We built a huge fire and drank ourselves stupid as we danced half-naked around it, as innocently savage as any beasts that ever lived. Until the bear showed up. About midnight, a curious black bear cub, drawn by the noise or the smell of the burned elk burgers, nosed into the circle of firelight, sniffing as if he wanted to join the dance.
Once when my father and I were fly fishing up Six Mile, a black bear had come up to the bluff across the creek. I must have been four or five, old enough to be curious and young enough to be nervous. He told me that if I wanted the bear to move on to bark like a dog. I barked as loud and long as I could. The sow scrambled up the nearest tree. "Sometimes, they'll do that," my Dad said. So when I saw the cub, I started barking. Within moments, my buddies had joined me, and the little devil scooted up a bull pine, where he swung precariously from a thick branch, hissing and spitting like a tomcat.

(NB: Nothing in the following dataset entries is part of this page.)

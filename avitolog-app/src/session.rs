//! Сессия пользователя: долговременное хранение токена и вход/выход.

use std::fs;
use std::io;
use std::path::{Path, PathBuf};

use avitolog_client::AvitologClient;

use crate::validate::{self, FormError};

/// Имя файла с токеном по умолчанию.
pub const DEFAULT_TOKEN_FILE: &str = ".avitolog_token";

fn parse_token(raw: &str) -> Option<String> {
    let token = raw.trim().to_string();
    if token.is_empty() {
        return None;
    }
    Some(token)
}

#[derive(Debug, Clone)]
/// Долговременное хранилище токена: один файл с фиксированным именем.
pub struct TokenStore {
    path: PathBuf,
}

impl Default for TokenStore {
    fn default() -> Self {
        Self::new(DEFAULT_TOKEN_FILE)
    }
}

impl TokenStore {
    /// Создаёт хранилище с заданным путём к файлу токена.
    pub fn new(path: impl Into<PathBuf>) -> Self {
        Self { path: path.into() }
    }

    /// Путь к файлу токена.
    pub fn path(&self) -> &Path {
        &self.path
    }

    /// Читает токен; отсутствующий файл и пустое содержимое — не ошибка.
    pub fn load(&self) -> io::Result<Option<String>> {
        if !self.path.exists() {
            return Ok(None);
        }

        let raw = fs::read_to_string(&self.path)?;
        Ok(parse_token(&raw))
    }

    /// Записывает токен.
    pub fn save(&self, token: &str) -> io::Result<()> {
        fs::write(&self.path, token)
    }

    /// Удаляет сохранённый токен; отсутствие файла — не ошибка.
    pub fn clear(&self) -> io::Result<()> {
        match fs::remove_file(&self.path) {
            Ok(()) => Ok(()),
            Err(err) if err.kind() == io::ErrorKind::NotFound => Ok(()),
            Err(err) => Err(err),
        }
    }
}

#[derive(Debug, Clone, Default)]
/// Текущая сессия пользователя.
pub struct Session {
    /// Логин, если пользователь вошёл.
    pub username: Option<String>,
}

impl Session {
    /// Вошёл ли пользователь.
    pub fn is_authenticated(&self) -> bool {
        self.username.is_some()
    }
}

/// Восстанавливает сессию при старте.
///
/// Сохранённый токен ставится в клиент, личность проверяется через
/// `/api/auth/me`. Протухший токен не стирается: он просто даст отказ
/// на последующих защищённых вызовах, а сессия остаётся анонимной.
pub async fn restore(store: &TokenStore, client: &mut AvitologClient) -> Session {
    let token = match store.load() {
        Ok(token) => token,
        Err(err) => {
            tracing::warn!(error = %err, path = %store.path().display(), "не удалось прочитать файл токена");
            None
        }
    };

    let Some(token) = token else {
        return Session::default();
    };
    client.set_token(token);

    match client.me().await {
        Ok(identity) => Session {
            username: Some(identity.username),
        },
        Err(err) => {
            tracing::debug!(error = %err, "токен не прошёл проверку /api/auth/me");
            Session::default()
        }
    }
}

/// Вход: проверка полей, запрос, сохранение токена.
pub async fn login(
    store: &TokenStore,
    client: &mut AvitologClient,
    username: &str,
    password: &str,
) -> Result<Session, FormError> {
    let (username, password) = validate::credentials(username, password)?;

    let auth = client.login(username, password).await.map_err(|err| {
        tracing::warn!(error = %err, "вход отклонён");
        FormError::AuthFailed
    })?;

    if let Err(err) = store.save(&auth.token) {
        tracing::warn!(error = %err, "не удалось сохранить токен");
    }
    Ok(Session {
        username: Some(auth.username),
    })
}

/// Регистрация: проверка полей, запрос, сохранение токена.
pub async fn register(
    store: &TokenStore,
    client: &mut AvitologClient,
    username: &str,
    password: &str,
) -> Result<Session, FormError> {
    let (username, password) = validate::credentials(username, password)?;

    let auth = client.register(username, password).await.map_err(|err| {
        tracing::warn!(error = %err, "регистрация отклонена");
        FormError::AuthFailed
    })?;

    if let Err(err) = store.save(&auth.token) {
        tracing::warn!(error = %err, "не удалось сохранить токен");
    }
    Ok(Session {
        username: Some(auth.username),
    })
}

/// Выход: токен очищается и в клиенте, и в хранилище.
pub fn logout(store: &TokenStore, client: &mut AvitologClient) -> io::Result<()> {
    client.clear_token();
    store.clear()
}

#[cfg(test)]
mod tests {
    use super::*;

    fn store_in(dir: &tempfile::TempDir) -> TokenStore {
        TokenStore::new(dir.path().join(DEFAULT_TOKEN_FILE))
    }

    #[test]
    fn load_returns_none_for_missing_file() {
        let dir = tempfile::tempdir().expect("tempdir");
        let store = store_in(&dir);
        assert_eq!(store.load().expect("load"), None);
    }

    #[test]
    fn save_then_load_round_trips_trimmed() {
        let dir = tempfile::tempdir().expect("tempdir");
        let store = store_in(&dir);

        store.save("  opaque-token  ").expect("save");
        assert_eq!(store.load().expect("load").as_deref(), Some("opaque-token"));
    }

    #[test]
    fn blank_file_counts_as_absent_token() {
        let dir = tempfile::tempdir().expect("tempdir");
        let store = store_in(&dir);

        store.save("   ").expect("save");
        assert_eq!(store.load().expect("load"), None);
    }

    #[test]
    fn clear_is_idempotent() {
        let dir = tempfile::tempdir().expect("tempdir");
        let store = store_in(&dir);

        store.save("token").expect("save");
        store.clear().expect("first clear");
        store.clear().expect("second clear");
        assert_eq!(store.load().expect("load"), None);
    }

    #[tokio::test]
    async fn login_rejects_short_credentials_before_network() {
        let dir = tempfile::tempdir().expect("tempdir");
        let store = store_in(&dir);
        // Адрес заведомо не используется: валидация срабатывает раньше.
        let mut client = AvitologClient::new("http://unreachable.invalid");

        let result = login(&store, &mut client, "ab", "12345").await;
        assert_eq!(result.unwrap_err(), FormError::BadCredentials);
        assert!(client.get_token().is_none());
        assert_eq!(store.load().expect("load"), None);
    }

    #[tokio::test]
    async fn restore_without_stored_token_is_anonymous() {
        let dir = tempfile::tempdir().expect("tempdir");
        let store = store_in(&dir);
        let mut client = AvitologClient::new("http://unreachable.invalid");

        let session = restore(&store, &mut client).await;
        assert!(!session.is_authenticated());
        assert!(client.get_token().is_none());
    }

    #[tokio::test]
    async fn logout_clears_both_client_and_store() {
        let dir = tempfile::tempdir().expect("tempdir");
        let store = store_in(&dir);
        let mut client = AvitologClient::new("http://127.0.0.1:8000");

        store.save("token").expect("save");
        client.set_token("token");

        logout(&store, &mut client).expect("logout");
        assert!(client.get_token().is_none());
        assert_eq!(store.load().expect("load"), None);
    }
}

We laughed like madmen at the frightened cub, swept by gales of drunken mirth, until I spun and fell on my back at the base of the pine, my mouth wide open. The cub spit straight down into my mouth, a skunky stream of saliva, more solid than liquid, which I swallowed before I could stop. An electric moment. Suddenly I was sober and sorry for the cub. But I couldn't stop my friends from laughing and barking. I punched and shoved and wrestled them, but they thought I was crazy and wouldn't stop. I fought them to a standstill. Or until they got tired of beating on me. Nobody remembers which came first. Then they decided what they really needed was a road trip to the whorehouses in Wallace, Idaho, another hoary Montana tradition, so they drove down the mountain, leaving me with a couple of six-packs and a very sore head. I sat by the dying fire until dawn, the stink of the bear in my mouth, my nose, and seeping through my guts. The raspy sound of the bear's breath echoed in my head. When the sun cleared the saddle below Hammerhead Peak, we both went home. I never looked at a bear the same way again—or my friends, for that matter—and never got that wild taste out of my mouth. Leave me alone, fool, it seemed to say, we're in this shit together.
Something else had changed that night, too, but I didn't know what until much later. Turned out that it was the end of my childhood. After football season, after a shouting match with my crazy, drunken mother-she had accused me of only going hunting in eastern Montana so I could go whoring in Livingston like my worthless, dead father, which was only half-true—I said I was leaving for good, and she said "good riddance to bad rubbish." Three days later she signed the papers lying about my age, and I was in the Army, where I learned a bitter lesson about fear. But I never lost the taste of that bear. We were brothers, somehow, in this life and death together.
I shook Gannon's hand, reluctantly. Whatever had happened in Long's office, and whatever Enos Walker had done, he was a man like me. If he lived long enough to make it to court, chances were, with the testimony of the bartender and me, Walker could cop a self-defense or involuntary manslaughter plea and wouldn't have to die at the hands of a state I found much too fond of the needle. I knew the sweet taste of revenge, but living in a place that killed people with such casual aplomb made me a little jumpy. In the long run the death penalty had nothing to do with revenge or deterrence. It was just a way for the fools to get elected.